Roughly three weeks after having resumed working, the employee broke the curfew of the halfway house in order to deal with a personal matter. This breach was discovered, and the employee was discharged from the treatment program. The company was informed of this fact. Upon receiving this information, the company terminated the employee, alleging that he breached a term of the last-chance agreement, namely that he seek and obtain treatment for his addiction. The company maintained that the employee’s failure to complete the treatment program, meant that he breached a fundamental term in the last-chance agreement.

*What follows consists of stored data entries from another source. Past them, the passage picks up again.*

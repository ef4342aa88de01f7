//! # Prefix Router
//!
//! A prefix-cache-aware request router for fleets of LLM inference workers.
//!
//! Each worker in the fleet holds a local KV-cache keyed by token prefixes.
//! For every incoming request the router decides which worker should serve it
//! so that prefix-cache hits are maximized, worker load stays balanced, and
//! hot prefixes get replicated when a single worker becomes overloaded.
//!
//! ## Features
//!
//! - Shared radix tree over token sequences with split-aware bookkeeping
//! - Sliding-window popularity histogram driving load-aware placement
//! - TTFT-based overload detection and hot-prefix replication
//! - Important-node stealing rebalancer and optional LRU eviction
//!
//! ## Examples
//!
//! ### Routing a request
//!
//! ```no_run
//! use prefix_router::{PrefixRouter, RequestInput, RouterConfig};
//!
//! let router = PrefixRouter::new(RouterConfig::new(2)).unwrap();
//!
//! // Route by raw token ids...
//! let worker = router
//!     .route(RequestInput::Tokens(&[10, 11, 12, 13]), "req-1", None)
//!     .unwrap();
//!
//! // ...or by text, tokenized internally.
//! let other = router
//!     .route(RequestInput::Text("What is the capital of France?"), "req-2", None)
//!     .unwrap();
//!
//! // Workers report back on completion.
//! router
//!     .finish(RequestInput::Tokens(&[10, 11, 12, 13]), "req-1", worker, 0.042, 128)
//!     .unwrap();
//! # let _ = other;
//! ```

// Allow internal modules to reference the crate by its library name
extern crate self as prefix_router;

pub mod config;
pub mod errors;
pub mod models;
pub mod scheduler;
pub mod tokenizer;

// Re-export commonly used types for convenience
pub use config::RouterConfig;
pub use errors::RouterError;
pub use models::{RequestInput, RouteRecord, Token, WorkerId};
pub use scheduler::PrefixRouter;

// Tests are defined in their respective modules with #[cfg(test)]
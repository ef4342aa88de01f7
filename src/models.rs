use chrono::{DateTime, Utc};
use serde::Serialize;

/// A token id as produced by the tokenizer (tiktoken rank).
pub type Token = u32;

/// Opaque id of an inference worker, in `[0, num_workers)`.
pub type WorkerId = usize;

/// Request body accepted by `route`/`finish`: either raw text (tokenized
/// internally) or a pre-tokenized sequence.
#[derive(Debug, Clone, Copy)]
pub enum RequestInput<'a> {
    Text(&'a str),
    Tokens(&'a [Token]),
}

impl<'a> From<&'a str> for RequestInput<'a> {
    fn from(text: &'a str) -> Self {
        RequestInput::Text(text)
    }
}

impl<'a> From<&'a [Token]> for RequestInput<'a> {
    fn from(tokens: &'a [Token]) -> Self {
        RequestInput::Tokens(tokens)
    }
}

// Structure to hold one entry of the in-memory observability log
#[derive(Debug, Clone, Serialize)]
pub struct RouteRecord {
    /// Caller-supplied request identifier
    pub request_id: String,
    /// Worker the request was placed on
    pub worker: WorkerId,
    /// Time spent inside the router for this placement
    pub overhead_seconds: f64,
    /// Wall-clock time of the decision (logging only; all scheduling state
    /// is keyed by a monotonic clock)
    pub timestamp: DateTime<Utc>,
    /// Original request text, when the caller routed by text
    #[serde(skip_serializing_if = "Option::is_none")]
    pub text: Option<String>,
}
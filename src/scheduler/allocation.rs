use ahash::{AHashMap, AHashSet};

use prefix_router::models::WorkerId;
use prefix_router::scheduler::radix_tree::{NodeId, RadixTree};

/// Advisory map from tree nodes to the workers chosen to serve them.
///
/// Entries exist only where a placement was explicitly decided. A missing or
/// empty entry means the node inherits from its nearest allocated ancestor;
/// with no allocated ancestor at all, the full worker set applies.
#[derive(Debug)]
pub struct AllocationMap {
    map: AHashMap<NodeId, AHashSet<WorkerId>>,
    num_workers: usize,
}

impl AllocationMap {
    pub fn new(num_workers: usize) -> Self {
        Self {
            map: AHashMap::new(),
            num_workers,
        }
    }

    pub fn get(&self, node: NodeId) -> Option<&AHashSet<WorkerId>> {
        self.map.get(&node)
    }

    pub fn contains(&self, node: NodeId, worker: WorkerId) -> bool {
        self.map.get(&node).is_some_and(|set| set.contains(&worker))
    }

    /// Overwrites the entry for `node`.
    pub fn set(&mut self, node: NodeId, workers: AHashSet<WorkerId>) {
        self.map.insert(node, workers);
    }

    /// Adds one worker to the entry for `node` (replication).
    pub fn insert_worker(&mut self, node: NodeId, worker: WorkerId) {
        self.map.entry(node).or_default().insert(worker);
    }

    /// Resets the entry for `node` to the empty set; inheritance then skips
    /// it. Used when the node's histogram counter decays to zero.
    pub fn clear(&mut self, node: NodeId) {
        self.map.insert(node, AHashSet::new());
    }

    /// Removes `worker` from the entry for `node`, if present.
    pub fn remove_worker(&mut self, node: NodeId, worker: WorkerId) {
        if let Some(set) = self.map.get_mut(&node) {
            set.remove(&worker);
        }
    }

    /// Worker set governing `node`: its own entry if non-empty, else the
    /// nearest allocated ancestor's, else the full worker set.
    pub fn parent_allocation(&self, tree: &RadixTree, node: NodeId) -> AHashSet<WorkerId> {
        let mut cur = Some(node);
        while let Some(id) = cur {
            if let Some(set) = self.map.get(&id) {
                if !set.is_empty() {
                    return set.clone();
                }
            }
            cur = tree.parent(id);
        }
        (0..self.num_workers).collect()
    }

    /// Unions `workers` into the entry of `node` and every ancestor up to
    /// and including the root.
    pub fn propagate_upwards(&mut self, tree: &RadixTree, node: NodeId, workers: &AHashSet<WorkerId>) {
        let mut cur = Some(node);
        while let Some(id) = cur {
            self.map.entry(id).or_default().extend(workers.iter().copied());
            cur = tree.parent(id);
        }
    }

    /// Copies each split child's entry onto its new intermediate so the
    /// reshaped path keeps the placement decided for the old node.
    pub fn handle_splits(&mut self, splits: &[(NodeId, NodeId)]) {
        for &(child, intermediate) in splits {
            if let Some(set) = self.map.get(&child).cloned() {
                self.map.insert(intermediate, set);
            }
        }
    }

    /// Overwrites every descendant of `node` (excluding `node` itself) to
    /// `{worker}`; reassignment cascades so a stolen subtree belongs to a
    /// single worker afterwards.
    pub fn overwrite_subtree(&mut self, tree: &RadixTree, node: NodeId, worker: WorkerId) {
        let children: Vec<NodeId> = tree.children(node).collect();
        for child in children {
            self.map.insert(child, std::iter::once(worker).collect());
            self.overwrite_subtree(tree, child, worker);
        }
    }

    /// Removes `worker` from `node` and its descendants, pruning the walk at
    /// the first node that does not carry the worker.
    pub fn remove_worker_subtree(&mut self, tree: &RadixTree, node: NodeId, worker: WorkerId) {
        if !self.contains(node, worker) {
            return;
        }
        if let Some(set) = self.map.get_mut(&node) {
            set.remove(&worker);
        }
        let children: Vec<NodeId> = tree.children(node).collect();
        for child in children {
            self.remove_worker_subtree(tree, child, worker);
        }
    }
}

#[cfg(test)]
mod tests {
    use super::*;
    use std::time::Instant;

    fn worker_set<const N: usize>(workers: [WorkerId; N]) -> AHashSet<WorkerId> {
        workers.into_iter().collect()
    }

    #[test]
    fn test_parent_allocation_inherits_and_defaults() {
        let mut tree = RadixTree::new(3);
        let mut splits = Vec::new();
        let leaf = tree.insert(&[1, 2, 3, 4, 5], Instant::now(), &mut splits);
        let mut allocations = AllocationMap::new(3);

        // Nothing allocated anywhere: full worker set.
        assert_eq!(
            allocations.parent_allocation(&tree, leaf),
            worker_set([0, 1, 2])
        );

        // An empty entry is skipped, a non-empty ancestor entry wins.
        allocations.clear(leaf);
        allocations.set(tree.root(), worker_set([2]));
        assert_eq!(allocations.parent_allocation(&tree, leaf), worker_set([2]));

        // The node's own non-empty entry takes precedence.
        allocations.set(leaf, worker_set([0]));
        assert_eq!(allocations.parent_allocation(&tree, leaf), worker_set([0]));
    }

    #[test]
    fn test_propagate_upwards_unions_along_path() {
        let mut tree = RadixTree::new(2);
        let mut splits = Vec::new();
        tree.insert(&[1, 2], Instant::now(), &mut splits);
        let leaf = tree.insert(&[1, 2, 3, 4, 5], Instant::now(), &mut splits);
        let mut allocations = AllocationMap::new(2);

        allocations.propagate_upwards(&tree, leaf, &worker_set([0]));
        allocations.propagate_upwards(&tree, leaf, &worker_set([1]));

        let mut cur = Some(leaf);
        while let Some(id) = cur {
            assert_eq!(allocations.get(id), Some(&worker_set([0, 1])));
            cur = tree.parent(id);
        }
    }

    #[test]
    fn test_handle_splits_copies_child_entry() {
        let mut tree = RadixTree::new(2);
        let mut splits = Vec::new();
        let first = tree.insert(&[1, 2, 3, 4], Instant::now(), &mut splits);
        let mut allocations = AllocationMap::new(2);
        allocations.set(first, worker_set([1]));

        tree.insert(&[1, 2, 9], Instant::now(), &mut splits);
        allocations.handle_splits(&splits);
        let (child, intermediate) = splits[0];
        assert_eq!(allocations.get(intermediate), Some(&worker_set([1])));
        assert_eq!(allocations.get(child), Some(&worker_set([1])));
    }

    #[test]
    fn test_overwrite_subtree_rewrites_descendants_only() {
        let mut tree = RadixTree::new(2);
        let mut splits = Vec::new();
        let a = tree.insert(&[1, 2, 3, 4], Instant::now(), &mut splits);
        let b = tree.insert(&[1, 2, 3, 4, 5, 6, 7, 8, 9], Instant::now(), &mut splits);
        let mut allocations = AllocationMap::new(2);
        allocations.set(a, worker_set([0]));
        allocations.set(b, worker_set([0]));

        allocations.overwrite_subtree(&tree, a, 1);
        assert_eq!(allocations.get(a), Some(&worker_set([0])));
        assert_eq!(allocations.get(b), Some(&worker_set([1])));
    }

    #[test]
    fn test_remove_worker_subtree_prunes_at_missing_worker() {
        let mut tree = RadixTree::new(2);
        let mut splits = Vec::new();
        let a = tree.insert(&[1, 2], Instant::now(), &mut splits);
        let b = tree.insert(&[1, 2, 3], Instant::now(), &mut splits);
        let c = tree.insert(&[1, 2, 3, 4], Instant::now(), &mut splits);
        let mut allocations = AllocationMap::new(2);
        allocations.set(a, worker_set([0, 1]));
        allocations.set(b, worker_set([1]));
        allocations.set(c, worker_set([0, 1]));

        allocations.remove_worker_subtree(&tree, a, 0);
        assert_eq!(allocations.get(a), Some(&worker_set([1])));
        // `b` never carried worker 0, so the walk pruned there and `c`
        // keeps its entry.
        assert_eq!(allocations.get(c), Some(&worker_set([0, 1])));
    }
}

The union alleged that the company, by pressuring the early release of the employee from the residential treatment centre had engaged in provocation sufficient to invalidate the last-chance agreement. The arbitrator rejected this argument, stating that there was no evidence to indicate that the company did anything to induce the counsellors to do anything that was against their best judgments with respect to the treatment of the employee.
The arbitrator also rejected the union argument that the employer had failed its duty to accommodate to the point of undue hardship, stating that absent strong compelling reasons to the contrary, ‘last chance’ agreements should be viewed as an agreement between the parties that the employer had already accommodated the employee to the point of undue hardship.
The arbitrator held that the last-chance agreement in this instance was very specific with respect to seeking and obtaining treatment, and that the employee’s placement in the halfway house did not signal that his treatment had been successfully completed, but rather that it should be considered an extension of his residential treatment. Consequently, his expulsion from the treatment program while at the halfway house must be considered a failure to complete the treatment program required by the last-chance agreement. Thus, even though the employee had resumed working in a satisfactory manner, the fact that he breached a fundamental term of the last chance agreement justified the employer’s decision to terminate him.